> _Data section_:
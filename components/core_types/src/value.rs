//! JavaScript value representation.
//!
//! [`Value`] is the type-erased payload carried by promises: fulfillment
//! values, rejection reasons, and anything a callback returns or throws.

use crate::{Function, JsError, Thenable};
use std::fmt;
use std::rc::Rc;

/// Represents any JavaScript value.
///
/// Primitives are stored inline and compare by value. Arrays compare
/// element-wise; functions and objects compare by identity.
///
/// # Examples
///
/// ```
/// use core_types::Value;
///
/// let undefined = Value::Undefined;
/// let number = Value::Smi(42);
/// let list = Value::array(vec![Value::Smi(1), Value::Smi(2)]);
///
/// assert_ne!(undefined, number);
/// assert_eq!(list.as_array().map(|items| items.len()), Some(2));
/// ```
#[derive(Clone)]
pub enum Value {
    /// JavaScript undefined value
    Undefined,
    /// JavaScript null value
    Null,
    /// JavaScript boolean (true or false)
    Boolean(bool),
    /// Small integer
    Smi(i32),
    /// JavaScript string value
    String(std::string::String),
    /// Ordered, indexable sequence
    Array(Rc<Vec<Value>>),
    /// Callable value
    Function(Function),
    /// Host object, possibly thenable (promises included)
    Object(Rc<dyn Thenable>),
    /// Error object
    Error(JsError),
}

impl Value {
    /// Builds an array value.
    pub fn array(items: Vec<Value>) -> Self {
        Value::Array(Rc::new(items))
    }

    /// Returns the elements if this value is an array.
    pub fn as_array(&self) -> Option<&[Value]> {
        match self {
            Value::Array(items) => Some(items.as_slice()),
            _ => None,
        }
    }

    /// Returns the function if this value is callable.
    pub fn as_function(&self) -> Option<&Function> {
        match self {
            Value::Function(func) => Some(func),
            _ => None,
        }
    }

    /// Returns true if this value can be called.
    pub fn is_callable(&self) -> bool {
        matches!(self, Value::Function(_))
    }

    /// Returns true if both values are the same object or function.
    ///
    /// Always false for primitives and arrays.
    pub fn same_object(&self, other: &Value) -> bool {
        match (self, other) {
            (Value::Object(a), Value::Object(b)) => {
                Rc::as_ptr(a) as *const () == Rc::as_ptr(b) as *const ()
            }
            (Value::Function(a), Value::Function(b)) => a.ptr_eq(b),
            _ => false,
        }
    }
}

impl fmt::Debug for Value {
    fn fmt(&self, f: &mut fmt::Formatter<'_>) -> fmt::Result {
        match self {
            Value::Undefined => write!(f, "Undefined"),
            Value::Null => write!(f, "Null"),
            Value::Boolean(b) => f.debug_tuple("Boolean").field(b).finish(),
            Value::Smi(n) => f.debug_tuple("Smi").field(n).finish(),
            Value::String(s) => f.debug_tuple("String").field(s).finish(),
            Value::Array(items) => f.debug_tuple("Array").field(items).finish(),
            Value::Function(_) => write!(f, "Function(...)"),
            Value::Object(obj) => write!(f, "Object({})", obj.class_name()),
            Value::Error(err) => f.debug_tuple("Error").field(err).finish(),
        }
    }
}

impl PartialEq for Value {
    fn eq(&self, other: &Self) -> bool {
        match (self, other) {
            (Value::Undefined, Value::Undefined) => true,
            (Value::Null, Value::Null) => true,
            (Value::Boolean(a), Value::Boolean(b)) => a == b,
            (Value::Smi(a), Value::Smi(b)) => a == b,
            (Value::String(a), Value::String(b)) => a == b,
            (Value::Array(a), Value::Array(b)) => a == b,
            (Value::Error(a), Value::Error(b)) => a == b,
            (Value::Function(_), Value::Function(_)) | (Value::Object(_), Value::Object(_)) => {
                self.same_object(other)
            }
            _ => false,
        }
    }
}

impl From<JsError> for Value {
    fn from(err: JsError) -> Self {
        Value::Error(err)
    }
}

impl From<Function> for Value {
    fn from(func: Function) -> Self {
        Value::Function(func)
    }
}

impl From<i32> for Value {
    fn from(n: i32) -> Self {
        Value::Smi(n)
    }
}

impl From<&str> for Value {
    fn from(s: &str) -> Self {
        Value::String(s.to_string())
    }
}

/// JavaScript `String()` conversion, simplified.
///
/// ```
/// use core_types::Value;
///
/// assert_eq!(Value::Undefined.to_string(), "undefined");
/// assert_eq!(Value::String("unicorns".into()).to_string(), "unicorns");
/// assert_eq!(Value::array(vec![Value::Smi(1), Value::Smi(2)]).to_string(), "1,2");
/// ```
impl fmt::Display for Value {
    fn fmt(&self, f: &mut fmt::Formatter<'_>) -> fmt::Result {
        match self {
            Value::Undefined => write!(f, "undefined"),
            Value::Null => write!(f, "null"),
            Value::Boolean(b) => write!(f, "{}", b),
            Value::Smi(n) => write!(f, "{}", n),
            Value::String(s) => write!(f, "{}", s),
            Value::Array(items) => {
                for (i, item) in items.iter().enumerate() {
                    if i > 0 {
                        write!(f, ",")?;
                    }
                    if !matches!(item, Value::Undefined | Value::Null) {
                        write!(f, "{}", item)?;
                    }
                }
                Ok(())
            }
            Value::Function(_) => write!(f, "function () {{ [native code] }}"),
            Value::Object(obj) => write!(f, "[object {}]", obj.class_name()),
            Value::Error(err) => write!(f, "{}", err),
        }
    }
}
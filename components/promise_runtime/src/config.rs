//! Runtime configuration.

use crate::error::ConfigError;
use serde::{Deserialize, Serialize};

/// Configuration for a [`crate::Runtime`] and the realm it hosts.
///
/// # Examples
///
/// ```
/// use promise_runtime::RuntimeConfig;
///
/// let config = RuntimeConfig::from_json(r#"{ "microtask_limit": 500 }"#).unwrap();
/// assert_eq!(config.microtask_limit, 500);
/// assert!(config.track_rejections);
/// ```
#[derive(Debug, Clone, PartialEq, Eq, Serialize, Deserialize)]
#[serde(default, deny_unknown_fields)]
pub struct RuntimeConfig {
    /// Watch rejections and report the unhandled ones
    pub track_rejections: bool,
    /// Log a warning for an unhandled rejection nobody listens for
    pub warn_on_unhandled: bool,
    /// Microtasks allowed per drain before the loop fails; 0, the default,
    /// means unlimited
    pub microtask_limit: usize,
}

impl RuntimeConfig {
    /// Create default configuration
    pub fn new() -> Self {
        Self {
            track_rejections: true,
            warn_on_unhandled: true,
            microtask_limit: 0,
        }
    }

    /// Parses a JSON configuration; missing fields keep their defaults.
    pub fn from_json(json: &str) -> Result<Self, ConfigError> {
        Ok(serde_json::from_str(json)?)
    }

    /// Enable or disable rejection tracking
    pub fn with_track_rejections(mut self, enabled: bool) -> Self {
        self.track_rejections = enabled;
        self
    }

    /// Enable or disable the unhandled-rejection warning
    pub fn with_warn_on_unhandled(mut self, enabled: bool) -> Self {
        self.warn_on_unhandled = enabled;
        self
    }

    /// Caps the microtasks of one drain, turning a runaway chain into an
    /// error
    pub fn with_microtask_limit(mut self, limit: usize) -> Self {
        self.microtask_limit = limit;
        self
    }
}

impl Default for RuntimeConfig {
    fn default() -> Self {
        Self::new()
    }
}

> _Problem description_: Provide only the number of lines in the listing above that contain "Some".

> _Answer area_: 3